ABOUT THIS EXERCISE:
After finding the line containing "nodes.extend(rest.map(Node::new));" below, please output that line and each following one through the line containing "network description language.", exactly as written.

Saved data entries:
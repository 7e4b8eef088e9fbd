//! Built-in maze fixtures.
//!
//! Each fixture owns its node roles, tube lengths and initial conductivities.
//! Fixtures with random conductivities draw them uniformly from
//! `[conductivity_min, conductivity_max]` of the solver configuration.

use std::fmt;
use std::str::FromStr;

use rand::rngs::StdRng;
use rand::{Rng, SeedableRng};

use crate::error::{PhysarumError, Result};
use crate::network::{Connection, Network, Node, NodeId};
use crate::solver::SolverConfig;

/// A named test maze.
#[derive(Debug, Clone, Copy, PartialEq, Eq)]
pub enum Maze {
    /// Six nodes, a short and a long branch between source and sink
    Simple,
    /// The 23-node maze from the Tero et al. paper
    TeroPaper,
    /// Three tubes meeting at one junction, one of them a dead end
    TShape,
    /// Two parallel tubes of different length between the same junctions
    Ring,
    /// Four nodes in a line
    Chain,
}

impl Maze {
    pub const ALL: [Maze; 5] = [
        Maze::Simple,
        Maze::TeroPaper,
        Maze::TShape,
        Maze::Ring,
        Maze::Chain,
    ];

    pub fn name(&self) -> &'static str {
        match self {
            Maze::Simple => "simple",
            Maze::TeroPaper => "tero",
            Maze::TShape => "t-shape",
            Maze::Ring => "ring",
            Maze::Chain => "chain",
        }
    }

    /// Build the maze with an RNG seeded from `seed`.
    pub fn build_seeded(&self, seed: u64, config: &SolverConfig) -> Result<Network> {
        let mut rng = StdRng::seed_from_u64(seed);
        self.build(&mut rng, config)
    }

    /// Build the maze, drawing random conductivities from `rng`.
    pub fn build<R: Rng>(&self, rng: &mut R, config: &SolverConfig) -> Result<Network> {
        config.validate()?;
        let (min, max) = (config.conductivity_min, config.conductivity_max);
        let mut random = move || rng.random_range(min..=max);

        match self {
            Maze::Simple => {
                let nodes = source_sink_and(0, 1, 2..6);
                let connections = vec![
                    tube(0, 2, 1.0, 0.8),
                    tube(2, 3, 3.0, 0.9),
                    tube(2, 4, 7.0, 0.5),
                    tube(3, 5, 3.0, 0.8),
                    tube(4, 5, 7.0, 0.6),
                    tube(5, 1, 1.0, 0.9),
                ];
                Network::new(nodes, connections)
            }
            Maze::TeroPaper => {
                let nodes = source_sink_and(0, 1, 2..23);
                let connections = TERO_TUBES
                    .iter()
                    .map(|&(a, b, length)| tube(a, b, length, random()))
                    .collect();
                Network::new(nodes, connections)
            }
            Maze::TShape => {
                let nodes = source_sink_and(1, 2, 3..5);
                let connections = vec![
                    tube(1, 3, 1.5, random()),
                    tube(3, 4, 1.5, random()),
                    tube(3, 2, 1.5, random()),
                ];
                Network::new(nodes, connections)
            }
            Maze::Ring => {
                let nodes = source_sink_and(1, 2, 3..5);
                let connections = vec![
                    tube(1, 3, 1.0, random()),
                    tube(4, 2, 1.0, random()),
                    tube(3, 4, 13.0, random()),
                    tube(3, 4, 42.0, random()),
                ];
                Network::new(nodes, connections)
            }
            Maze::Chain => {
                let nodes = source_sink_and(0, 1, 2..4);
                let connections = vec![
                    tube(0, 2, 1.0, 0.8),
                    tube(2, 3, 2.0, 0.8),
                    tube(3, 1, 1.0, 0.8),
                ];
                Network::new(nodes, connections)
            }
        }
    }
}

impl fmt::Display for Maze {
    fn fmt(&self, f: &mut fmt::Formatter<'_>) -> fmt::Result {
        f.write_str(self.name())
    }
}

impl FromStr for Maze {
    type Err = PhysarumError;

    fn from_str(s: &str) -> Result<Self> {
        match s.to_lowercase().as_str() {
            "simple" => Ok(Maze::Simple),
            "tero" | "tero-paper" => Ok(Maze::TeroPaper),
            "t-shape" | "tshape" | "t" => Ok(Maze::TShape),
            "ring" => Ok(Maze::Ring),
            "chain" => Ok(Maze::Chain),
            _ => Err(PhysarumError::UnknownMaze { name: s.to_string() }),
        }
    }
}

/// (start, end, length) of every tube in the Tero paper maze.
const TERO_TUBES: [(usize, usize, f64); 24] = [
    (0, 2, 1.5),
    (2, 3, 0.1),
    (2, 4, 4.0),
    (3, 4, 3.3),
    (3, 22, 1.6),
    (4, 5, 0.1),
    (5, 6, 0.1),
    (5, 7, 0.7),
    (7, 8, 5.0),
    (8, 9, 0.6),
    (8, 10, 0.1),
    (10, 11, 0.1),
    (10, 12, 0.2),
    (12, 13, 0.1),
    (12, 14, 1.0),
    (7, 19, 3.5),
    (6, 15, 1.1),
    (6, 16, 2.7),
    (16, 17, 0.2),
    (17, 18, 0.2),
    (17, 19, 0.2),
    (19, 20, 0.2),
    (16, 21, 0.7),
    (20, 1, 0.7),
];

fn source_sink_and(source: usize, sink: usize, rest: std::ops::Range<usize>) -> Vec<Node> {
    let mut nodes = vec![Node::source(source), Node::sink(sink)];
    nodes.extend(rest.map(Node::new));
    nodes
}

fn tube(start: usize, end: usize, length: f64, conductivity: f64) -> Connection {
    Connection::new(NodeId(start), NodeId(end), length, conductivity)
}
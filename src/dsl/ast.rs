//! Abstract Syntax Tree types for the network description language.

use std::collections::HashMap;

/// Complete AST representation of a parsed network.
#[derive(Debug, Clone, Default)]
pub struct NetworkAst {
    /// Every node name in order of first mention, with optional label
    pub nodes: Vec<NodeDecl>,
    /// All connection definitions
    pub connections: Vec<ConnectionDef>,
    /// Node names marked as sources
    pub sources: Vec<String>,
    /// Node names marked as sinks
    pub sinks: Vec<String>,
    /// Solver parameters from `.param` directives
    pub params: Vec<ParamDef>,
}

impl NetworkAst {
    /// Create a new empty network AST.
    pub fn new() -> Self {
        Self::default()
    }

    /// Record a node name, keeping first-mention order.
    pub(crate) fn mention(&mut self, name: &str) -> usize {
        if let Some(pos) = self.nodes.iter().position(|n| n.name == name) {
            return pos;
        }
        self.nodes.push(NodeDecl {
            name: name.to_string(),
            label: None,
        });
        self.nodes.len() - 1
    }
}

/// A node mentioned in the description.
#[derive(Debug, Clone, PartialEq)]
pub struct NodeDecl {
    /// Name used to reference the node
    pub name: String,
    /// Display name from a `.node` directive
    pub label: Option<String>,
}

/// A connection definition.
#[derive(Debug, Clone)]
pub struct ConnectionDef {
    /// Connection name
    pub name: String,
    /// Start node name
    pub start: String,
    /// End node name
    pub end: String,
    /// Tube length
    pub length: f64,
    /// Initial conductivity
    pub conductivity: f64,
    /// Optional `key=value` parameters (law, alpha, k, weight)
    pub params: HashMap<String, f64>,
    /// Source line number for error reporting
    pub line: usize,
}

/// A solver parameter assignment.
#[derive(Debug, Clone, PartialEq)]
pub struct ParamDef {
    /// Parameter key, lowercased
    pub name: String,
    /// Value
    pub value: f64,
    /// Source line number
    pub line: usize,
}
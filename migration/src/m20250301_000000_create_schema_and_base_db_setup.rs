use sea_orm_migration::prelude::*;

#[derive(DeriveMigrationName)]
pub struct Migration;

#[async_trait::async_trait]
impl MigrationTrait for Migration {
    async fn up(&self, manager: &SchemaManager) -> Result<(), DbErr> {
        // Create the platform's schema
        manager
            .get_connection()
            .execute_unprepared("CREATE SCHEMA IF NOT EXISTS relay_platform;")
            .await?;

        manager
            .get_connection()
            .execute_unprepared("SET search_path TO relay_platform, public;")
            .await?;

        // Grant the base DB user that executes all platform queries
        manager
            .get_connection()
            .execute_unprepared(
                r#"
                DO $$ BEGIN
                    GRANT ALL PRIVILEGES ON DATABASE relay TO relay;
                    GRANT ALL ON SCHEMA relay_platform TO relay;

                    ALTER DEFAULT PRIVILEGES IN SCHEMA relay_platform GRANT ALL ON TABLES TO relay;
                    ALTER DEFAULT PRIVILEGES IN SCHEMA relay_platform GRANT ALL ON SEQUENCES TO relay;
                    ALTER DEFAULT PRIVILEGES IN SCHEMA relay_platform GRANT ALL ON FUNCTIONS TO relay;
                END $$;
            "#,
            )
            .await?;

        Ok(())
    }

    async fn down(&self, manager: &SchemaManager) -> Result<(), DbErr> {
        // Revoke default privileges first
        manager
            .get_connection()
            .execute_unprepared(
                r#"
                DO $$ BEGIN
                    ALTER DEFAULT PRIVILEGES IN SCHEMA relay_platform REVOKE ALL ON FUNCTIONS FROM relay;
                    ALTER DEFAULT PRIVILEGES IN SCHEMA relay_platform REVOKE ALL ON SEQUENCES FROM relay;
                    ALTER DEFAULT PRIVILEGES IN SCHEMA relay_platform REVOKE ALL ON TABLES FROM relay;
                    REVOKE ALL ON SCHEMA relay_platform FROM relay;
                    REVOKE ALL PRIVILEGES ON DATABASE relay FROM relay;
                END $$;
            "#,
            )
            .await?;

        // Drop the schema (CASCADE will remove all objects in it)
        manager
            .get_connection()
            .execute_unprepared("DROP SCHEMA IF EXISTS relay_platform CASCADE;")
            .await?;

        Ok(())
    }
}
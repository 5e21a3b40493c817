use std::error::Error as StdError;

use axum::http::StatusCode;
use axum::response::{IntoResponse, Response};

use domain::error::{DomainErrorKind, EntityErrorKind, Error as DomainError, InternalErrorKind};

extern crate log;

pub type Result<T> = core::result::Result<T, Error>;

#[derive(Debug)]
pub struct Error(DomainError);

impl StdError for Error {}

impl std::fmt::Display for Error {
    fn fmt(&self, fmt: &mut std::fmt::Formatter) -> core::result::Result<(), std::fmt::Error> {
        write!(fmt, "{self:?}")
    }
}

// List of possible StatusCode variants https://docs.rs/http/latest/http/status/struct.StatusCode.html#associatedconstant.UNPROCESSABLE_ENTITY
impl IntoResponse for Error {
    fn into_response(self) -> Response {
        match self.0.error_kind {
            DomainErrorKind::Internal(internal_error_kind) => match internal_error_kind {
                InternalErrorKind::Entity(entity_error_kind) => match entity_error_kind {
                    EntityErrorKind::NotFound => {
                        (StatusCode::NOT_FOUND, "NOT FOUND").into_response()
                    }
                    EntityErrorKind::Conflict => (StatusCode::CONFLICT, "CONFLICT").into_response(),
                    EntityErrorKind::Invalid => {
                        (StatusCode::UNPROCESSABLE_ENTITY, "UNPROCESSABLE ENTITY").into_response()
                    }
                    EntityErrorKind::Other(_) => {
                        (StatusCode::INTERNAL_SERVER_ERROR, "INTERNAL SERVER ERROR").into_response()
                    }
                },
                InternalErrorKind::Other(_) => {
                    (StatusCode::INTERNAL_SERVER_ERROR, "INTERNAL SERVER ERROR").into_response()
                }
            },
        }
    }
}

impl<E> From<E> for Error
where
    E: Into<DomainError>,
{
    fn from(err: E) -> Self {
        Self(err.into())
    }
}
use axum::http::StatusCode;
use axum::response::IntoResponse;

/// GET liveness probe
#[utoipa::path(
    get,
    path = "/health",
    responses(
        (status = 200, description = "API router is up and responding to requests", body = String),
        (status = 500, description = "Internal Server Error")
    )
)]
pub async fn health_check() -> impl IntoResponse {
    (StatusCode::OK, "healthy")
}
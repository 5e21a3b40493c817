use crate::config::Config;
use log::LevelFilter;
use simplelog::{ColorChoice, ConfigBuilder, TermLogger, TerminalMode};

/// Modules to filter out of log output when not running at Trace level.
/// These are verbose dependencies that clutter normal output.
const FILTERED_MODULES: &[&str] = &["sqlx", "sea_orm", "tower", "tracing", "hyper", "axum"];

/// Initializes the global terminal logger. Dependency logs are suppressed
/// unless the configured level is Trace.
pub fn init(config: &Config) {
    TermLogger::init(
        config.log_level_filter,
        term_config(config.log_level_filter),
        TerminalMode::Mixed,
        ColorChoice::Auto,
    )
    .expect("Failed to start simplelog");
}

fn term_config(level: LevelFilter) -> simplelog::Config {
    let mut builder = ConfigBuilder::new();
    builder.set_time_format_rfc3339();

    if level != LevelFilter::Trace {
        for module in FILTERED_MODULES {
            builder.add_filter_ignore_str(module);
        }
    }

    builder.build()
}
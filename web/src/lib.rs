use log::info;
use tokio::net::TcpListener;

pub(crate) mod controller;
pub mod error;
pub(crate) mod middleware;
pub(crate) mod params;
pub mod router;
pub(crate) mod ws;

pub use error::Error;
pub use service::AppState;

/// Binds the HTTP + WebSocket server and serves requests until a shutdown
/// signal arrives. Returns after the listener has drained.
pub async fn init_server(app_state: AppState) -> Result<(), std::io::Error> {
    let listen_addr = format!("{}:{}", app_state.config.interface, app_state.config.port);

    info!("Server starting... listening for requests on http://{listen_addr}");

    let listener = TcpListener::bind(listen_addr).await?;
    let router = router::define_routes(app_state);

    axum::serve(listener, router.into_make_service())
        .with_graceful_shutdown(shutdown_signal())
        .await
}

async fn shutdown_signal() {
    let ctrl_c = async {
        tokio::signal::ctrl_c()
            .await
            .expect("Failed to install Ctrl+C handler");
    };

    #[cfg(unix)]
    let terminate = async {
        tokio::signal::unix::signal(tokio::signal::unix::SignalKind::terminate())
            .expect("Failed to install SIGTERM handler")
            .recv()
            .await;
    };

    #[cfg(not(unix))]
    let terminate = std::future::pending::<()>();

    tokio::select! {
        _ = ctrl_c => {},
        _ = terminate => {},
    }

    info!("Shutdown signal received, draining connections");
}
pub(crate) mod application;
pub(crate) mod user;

RESULT OF THE TASK:
    nodes.extend(rest.map(Node::new));
    nodes
}

fn tube(start: usize, end: usize, length: f64, conductivity: f64) -> Connection {
    Connection::new(NodeId(start), NodeId(end), length, conductivity)
}
filename src/dsl/ast.rs
//! Abstract Syntax Tree types for the network description language.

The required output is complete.